+++ Records for the task +++

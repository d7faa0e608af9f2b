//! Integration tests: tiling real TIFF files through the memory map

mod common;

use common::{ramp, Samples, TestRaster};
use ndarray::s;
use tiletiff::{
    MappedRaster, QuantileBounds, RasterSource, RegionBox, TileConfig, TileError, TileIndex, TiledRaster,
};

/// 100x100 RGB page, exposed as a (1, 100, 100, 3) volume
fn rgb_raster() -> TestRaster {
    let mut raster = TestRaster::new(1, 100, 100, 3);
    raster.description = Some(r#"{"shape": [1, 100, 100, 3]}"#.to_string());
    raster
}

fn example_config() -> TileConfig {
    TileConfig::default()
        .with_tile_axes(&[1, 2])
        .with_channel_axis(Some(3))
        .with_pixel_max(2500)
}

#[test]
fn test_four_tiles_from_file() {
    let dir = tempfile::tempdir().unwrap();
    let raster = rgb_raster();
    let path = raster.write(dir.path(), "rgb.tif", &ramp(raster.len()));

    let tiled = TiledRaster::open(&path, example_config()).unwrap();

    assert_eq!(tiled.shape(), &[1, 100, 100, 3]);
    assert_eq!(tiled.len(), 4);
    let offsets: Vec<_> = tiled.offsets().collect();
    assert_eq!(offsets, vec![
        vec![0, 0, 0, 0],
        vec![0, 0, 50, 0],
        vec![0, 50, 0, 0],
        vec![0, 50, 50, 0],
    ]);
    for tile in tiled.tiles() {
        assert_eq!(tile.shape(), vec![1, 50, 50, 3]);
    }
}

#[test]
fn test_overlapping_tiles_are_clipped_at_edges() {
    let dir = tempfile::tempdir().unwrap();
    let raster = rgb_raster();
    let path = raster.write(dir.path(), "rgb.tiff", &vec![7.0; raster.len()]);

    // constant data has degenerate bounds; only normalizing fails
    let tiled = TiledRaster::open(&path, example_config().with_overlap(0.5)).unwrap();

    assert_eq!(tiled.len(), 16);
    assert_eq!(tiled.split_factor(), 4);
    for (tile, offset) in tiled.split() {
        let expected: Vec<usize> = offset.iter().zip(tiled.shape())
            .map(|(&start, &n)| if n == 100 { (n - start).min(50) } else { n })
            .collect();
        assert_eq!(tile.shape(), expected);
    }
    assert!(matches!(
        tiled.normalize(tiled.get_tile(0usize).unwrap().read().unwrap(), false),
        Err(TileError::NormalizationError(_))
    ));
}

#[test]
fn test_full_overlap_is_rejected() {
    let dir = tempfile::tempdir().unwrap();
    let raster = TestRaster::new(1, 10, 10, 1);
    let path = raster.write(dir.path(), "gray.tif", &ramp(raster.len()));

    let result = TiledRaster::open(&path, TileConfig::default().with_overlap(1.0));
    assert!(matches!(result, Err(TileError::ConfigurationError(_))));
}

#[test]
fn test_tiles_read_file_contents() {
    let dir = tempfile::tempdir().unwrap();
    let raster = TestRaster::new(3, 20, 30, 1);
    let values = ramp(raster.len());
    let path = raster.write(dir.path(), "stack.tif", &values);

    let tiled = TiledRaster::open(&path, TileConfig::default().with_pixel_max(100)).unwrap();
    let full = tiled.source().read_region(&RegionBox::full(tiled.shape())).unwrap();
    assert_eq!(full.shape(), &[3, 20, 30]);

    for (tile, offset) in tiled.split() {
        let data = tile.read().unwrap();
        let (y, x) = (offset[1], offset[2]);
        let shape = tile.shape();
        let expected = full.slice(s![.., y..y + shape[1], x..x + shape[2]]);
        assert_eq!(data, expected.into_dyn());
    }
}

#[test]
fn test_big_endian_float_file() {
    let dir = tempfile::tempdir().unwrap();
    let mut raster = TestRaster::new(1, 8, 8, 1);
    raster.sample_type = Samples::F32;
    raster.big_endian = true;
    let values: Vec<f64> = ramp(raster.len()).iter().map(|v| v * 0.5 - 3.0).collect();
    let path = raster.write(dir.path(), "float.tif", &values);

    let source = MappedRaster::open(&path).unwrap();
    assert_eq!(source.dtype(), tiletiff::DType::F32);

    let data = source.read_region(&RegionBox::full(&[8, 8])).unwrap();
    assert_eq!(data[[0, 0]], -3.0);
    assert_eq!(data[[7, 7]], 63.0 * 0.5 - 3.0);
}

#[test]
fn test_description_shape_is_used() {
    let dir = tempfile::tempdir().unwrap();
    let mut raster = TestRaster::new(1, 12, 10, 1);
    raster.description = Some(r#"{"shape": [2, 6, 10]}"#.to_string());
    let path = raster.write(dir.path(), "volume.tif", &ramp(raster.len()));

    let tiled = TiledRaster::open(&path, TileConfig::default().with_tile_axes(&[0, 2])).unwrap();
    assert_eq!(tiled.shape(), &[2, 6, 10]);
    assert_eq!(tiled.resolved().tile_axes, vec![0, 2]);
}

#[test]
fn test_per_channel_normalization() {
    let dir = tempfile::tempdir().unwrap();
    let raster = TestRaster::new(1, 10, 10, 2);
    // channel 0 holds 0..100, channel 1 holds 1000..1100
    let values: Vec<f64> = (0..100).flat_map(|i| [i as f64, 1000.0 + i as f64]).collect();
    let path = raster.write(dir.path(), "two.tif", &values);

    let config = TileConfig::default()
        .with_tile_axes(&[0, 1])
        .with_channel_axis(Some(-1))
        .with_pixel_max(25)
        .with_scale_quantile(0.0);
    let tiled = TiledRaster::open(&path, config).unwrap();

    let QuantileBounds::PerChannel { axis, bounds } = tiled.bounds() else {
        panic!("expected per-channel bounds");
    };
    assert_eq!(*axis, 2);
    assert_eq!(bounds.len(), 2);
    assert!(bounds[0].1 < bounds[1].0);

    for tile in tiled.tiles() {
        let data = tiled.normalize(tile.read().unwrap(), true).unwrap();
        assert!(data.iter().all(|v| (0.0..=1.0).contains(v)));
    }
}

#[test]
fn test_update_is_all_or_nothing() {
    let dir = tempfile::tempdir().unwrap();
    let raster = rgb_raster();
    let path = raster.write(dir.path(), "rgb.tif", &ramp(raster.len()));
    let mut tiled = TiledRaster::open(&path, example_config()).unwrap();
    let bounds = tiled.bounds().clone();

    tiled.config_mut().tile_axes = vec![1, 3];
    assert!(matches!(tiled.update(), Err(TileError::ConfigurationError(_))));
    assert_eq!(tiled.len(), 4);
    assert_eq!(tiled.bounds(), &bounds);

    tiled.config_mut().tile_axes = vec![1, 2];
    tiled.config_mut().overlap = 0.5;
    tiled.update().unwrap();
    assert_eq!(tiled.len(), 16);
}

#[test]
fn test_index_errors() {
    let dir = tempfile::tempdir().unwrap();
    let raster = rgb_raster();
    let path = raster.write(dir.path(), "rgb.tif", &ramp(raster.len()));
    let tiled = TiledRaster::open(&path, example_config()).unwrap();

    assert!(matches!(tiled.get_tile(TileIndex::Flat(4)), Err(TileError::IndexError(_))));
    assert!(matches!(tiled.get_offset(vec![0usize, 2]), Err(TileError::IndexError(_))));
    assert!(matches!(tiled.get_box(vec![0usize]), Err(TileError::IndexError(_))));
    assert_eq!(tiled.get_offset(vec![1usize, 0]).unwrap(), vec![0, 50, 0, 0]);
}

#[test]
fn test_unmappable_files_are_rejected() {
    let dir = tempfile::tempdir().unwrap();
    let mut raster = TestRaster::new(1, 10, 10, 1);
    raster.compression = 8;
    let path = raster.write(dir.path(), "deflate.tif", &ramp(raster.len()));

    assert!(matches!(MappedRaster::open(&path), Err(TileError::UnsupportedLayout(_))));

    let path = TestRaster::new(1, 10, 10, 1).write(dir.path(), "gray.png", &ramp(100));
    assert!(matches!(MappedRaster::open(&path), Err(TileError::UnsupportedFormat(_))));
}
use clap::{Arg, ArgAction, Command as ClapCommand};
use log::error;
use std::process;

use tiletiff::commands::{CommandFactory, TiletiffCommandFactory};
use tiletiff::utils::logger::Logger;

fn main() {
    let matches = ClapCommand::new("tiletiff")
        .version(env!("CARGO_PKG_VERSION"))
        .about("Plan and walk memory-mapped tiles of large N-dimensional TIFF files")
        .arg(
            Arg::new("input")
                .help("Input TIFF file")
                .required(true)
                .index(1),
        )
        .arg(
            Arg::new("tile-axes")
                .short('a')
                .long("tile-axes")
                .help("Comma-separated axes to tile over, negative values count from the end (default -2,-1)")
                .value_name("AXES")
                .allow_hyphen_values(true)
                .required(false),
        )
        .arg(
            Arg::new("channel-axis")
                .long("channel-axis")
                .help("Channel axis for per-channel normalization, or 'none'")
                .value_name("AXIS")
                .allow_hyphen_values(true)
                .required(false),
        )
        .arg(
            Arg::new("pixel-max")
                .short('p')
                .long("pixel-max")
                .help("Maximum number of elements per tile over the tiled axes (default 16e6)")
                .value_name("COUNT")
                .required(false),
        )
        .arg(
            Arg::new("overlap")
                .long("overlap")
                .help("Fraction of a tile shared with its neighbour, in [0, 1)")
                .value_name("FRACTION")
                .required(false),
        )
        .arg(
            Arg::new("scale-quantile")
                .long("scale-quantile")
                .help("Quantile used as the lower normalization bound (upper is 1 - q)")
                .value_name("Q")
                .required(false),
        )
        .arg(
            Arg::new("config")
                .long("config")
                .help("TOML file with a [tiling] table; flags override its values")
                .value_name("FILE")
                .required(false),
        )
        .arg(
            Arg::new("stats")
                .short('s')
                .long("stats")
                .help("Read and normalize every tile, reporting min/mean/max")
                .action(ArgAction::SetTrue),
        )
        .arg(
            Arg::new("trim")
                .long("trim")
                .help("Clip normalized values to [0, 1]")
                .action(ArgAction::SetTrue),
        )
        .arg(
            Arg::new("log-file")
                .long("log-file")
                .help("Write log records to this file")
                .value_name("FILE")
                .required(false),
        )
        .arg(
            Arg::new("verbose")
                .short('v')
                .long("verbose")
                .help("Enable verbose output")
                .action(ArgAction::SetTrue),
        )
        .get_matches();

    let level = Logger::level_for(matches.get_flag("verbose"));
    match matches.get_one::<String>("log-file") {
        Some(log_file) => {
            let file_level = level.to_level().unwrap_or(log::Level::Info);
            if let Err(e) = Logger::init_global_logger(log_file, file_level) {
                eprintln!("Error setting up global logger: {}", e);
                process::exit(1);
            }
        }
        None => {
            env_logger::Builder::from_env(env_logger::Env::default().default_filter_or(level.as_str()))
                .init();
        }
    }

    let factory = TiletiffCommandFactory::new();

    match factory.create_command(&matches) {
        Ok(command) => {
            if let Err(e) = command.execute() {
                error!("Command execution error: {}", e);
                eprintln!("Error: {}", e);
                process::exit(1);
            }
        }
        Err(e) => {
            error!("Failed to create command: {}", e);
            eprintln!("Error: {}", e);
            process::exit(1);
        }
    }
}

+++
+++ Records for the task +++

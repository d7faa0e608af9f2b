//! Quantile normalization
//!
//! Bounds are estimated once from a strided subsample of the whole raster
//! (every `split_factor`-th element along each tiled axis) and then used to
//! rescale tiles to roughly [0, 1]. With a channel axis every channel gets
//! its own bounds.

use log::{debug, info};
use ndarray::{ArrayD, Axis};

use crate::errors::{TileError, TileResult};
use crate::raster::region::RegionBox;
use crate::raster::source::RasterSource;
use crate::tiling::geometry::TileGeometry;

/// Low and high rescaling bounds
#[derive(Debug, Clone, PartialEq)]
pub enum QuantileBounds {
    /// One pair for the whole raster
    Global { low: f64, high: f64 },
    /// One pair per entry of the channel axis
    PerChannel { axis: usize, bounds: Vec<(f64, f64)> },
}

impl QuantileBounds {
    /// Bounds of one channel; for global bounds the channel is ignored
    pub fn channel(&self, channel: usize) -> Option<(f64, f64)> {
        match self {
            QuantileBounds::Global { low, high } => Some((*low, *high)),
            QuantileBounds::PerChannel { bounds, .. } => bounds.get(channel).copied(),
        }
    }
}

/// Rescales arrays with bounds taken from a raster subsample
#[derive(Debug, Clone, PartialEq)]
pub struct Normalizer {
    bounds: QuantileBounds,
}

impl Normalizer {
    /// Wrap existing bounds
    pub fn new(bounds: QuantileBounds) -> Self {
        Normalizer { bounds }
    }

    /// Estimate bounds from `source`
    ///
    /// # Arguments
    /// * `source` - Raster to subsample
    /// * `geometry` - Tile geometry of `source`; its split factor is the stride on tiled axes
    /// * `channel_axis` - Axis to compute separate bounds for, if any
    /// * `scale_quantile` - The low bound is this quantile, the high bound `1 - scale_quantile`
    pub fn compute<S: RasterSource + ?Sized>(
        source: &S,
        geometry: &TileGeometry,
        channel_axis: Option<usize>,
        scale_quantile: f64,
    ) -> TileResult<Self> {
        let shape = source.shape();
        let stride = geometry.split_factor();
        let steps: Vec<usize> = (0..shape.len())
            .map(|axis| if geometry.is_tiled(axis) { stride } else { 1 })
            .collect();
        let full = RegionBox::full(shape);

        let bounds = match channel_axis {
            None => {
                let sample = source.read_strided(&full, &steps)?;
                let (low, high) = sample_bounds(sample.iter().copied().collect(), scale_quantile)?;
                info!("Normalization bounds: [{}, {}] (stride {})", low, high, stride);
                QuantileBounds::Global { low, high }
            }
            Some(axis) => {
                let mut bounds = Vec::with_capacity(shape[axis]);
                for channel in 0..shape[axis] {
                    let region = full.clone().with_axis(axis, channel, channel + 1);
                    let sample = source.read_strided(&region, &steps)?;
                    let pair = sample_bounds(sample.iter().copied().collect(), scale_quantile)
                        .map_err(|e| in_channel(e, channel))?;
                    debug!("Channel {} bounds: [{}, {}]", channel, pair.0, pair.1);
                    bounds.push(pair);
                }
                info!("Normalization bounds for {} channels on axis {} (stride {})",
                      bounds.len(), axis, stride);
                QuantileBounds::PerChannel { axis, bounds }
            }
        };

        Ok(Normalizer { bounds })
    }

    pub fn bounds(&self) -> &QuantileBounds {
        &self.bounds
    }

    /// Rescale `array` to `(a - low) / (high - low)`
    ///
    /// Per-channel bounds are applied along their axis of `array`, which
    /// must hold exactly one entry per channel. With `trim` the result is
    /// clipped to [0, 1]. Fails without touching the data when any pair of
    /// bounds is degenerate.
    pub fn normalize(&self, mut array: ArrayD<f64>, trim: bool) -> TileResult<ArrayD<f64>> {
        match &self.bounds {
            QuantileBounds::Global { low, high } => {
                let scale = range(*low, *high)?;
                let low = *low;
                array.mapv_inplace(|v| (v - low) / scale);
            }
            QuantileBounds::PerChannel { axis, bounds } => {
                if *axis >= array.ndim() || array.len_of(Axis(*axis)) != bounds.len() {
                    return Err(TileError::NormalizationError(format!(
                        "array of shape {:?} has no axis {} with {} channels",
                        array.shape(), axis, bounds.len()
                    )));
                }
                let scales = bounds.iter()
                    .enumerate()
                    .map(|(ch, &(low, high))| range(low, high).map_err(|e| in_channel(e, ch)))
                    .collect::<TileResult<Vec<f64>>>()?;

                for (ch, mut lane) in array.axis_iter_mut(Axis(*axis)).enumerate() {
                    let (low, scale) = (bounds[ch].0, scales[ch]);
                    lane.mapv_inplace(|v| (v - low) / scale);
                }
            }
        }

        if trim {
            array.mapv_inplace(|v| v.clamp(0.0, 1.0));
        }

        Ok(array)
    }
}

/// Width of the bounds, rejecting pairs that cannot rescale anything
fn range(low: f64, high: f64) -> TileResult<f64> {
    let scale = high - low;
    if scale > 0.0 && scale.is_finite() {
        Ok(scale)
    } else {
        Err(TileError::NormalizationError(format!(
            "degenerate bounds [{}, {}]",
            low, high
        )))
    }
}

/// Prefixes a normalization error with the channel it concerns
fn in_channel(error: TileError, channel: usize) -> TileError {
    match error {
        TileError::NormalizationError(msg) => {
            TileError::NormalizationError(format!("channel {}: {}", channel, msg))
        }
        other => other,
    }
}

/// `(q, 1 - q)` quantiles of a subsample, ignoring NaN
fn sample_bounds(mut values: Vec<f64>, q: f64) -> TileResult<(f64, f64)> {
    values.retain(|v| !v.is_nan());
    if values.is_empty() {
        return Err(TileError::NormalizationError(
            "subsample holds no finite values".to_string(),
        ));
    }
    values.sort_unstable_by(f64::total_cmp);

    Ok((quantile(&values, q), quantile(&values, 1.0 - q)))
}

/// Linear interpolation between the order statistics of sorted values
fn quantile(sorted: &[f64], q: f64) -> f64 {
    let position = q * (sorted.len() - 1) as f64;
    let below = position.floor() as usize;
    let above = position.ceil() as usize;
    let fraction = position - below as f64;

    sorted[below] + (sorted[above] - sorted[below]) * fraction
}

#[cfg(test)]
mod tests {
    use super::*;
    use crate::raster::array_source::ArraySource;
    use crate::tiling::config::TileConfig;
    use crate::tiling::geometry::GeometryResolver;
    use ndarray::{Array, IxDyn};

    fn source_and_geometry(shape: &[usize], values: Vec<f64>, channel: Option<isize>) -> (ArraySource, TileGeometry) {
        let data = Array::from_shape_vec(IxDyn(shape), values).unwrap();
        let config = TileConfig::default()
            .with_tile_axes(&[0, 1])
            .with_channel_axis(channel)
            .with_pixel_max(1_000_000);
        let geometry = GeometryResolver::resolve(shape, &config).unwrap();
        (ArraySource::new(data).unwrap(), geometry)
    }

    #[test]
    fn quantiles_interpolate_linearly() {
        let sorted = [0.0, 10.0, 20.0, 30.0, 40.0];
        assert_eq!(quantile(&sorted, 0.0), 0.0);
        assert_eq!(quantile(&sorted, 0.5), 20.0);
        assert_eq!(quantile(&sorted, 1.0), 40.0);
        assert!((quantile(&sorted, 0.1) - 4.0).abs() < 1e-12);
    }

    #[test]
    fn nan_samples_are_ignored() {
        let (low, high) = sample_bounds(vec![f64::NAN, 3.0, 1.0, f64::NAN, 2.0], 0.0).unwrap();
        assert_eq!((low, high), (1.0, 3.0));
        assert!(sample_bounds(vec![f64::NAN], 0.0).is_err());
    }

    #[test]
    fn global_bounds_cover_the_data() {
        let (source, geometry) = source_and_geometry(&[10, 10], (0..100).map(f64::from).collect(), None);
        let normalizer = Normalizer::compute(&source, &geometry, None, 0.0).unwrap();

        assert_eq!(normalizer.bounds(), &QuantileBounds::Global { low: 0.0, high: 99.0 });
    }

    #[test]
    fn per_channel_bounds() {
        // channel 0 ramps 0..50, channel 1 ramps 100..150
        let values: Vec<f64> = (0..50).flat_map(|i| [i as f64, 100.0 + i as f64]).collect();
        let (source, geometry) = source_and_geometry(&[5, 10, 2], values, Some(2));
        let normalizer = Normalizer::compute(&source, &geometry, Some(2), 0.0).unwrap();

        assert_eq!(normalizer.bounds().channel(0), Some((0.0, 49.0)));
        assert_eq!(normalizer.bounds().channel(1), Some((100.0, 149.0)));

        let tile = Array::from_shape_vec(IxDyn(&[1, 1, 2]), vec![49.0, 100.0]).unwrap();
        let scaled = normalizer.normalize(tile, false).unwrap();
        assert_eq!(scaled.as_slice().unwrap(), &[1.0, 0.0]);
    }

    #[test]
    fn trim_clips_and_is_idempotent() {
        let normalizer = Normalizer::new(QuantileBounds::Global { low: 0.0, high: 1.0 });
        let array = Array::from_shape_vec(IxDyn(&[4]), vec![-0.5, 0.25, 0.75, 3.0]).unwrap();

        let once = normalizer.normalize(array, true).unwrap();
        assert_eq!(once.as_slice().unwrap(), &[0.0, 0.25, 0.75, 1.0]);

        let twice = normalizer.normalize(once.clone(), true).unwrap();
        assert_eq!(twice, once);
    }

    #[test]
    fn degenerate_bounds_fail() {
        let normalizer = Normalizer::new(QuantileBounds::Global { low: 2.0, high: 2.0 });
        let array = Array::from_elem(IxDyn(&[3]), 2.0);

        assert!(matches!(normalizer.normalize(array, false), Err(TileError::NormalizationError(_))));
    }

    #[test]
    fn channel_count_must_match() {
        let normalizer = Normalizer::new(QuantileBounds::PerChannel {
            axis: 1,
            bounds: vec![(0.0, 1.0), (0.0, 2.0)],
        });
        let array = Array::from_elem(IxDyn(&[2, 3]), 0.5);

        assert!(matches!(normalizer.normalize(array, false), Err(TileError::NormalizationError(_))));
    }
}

+++

## [What to do]
In the records, how many lines hold the word "RasterSource"? Answer with the number and no other words.

## [Output of the task]
3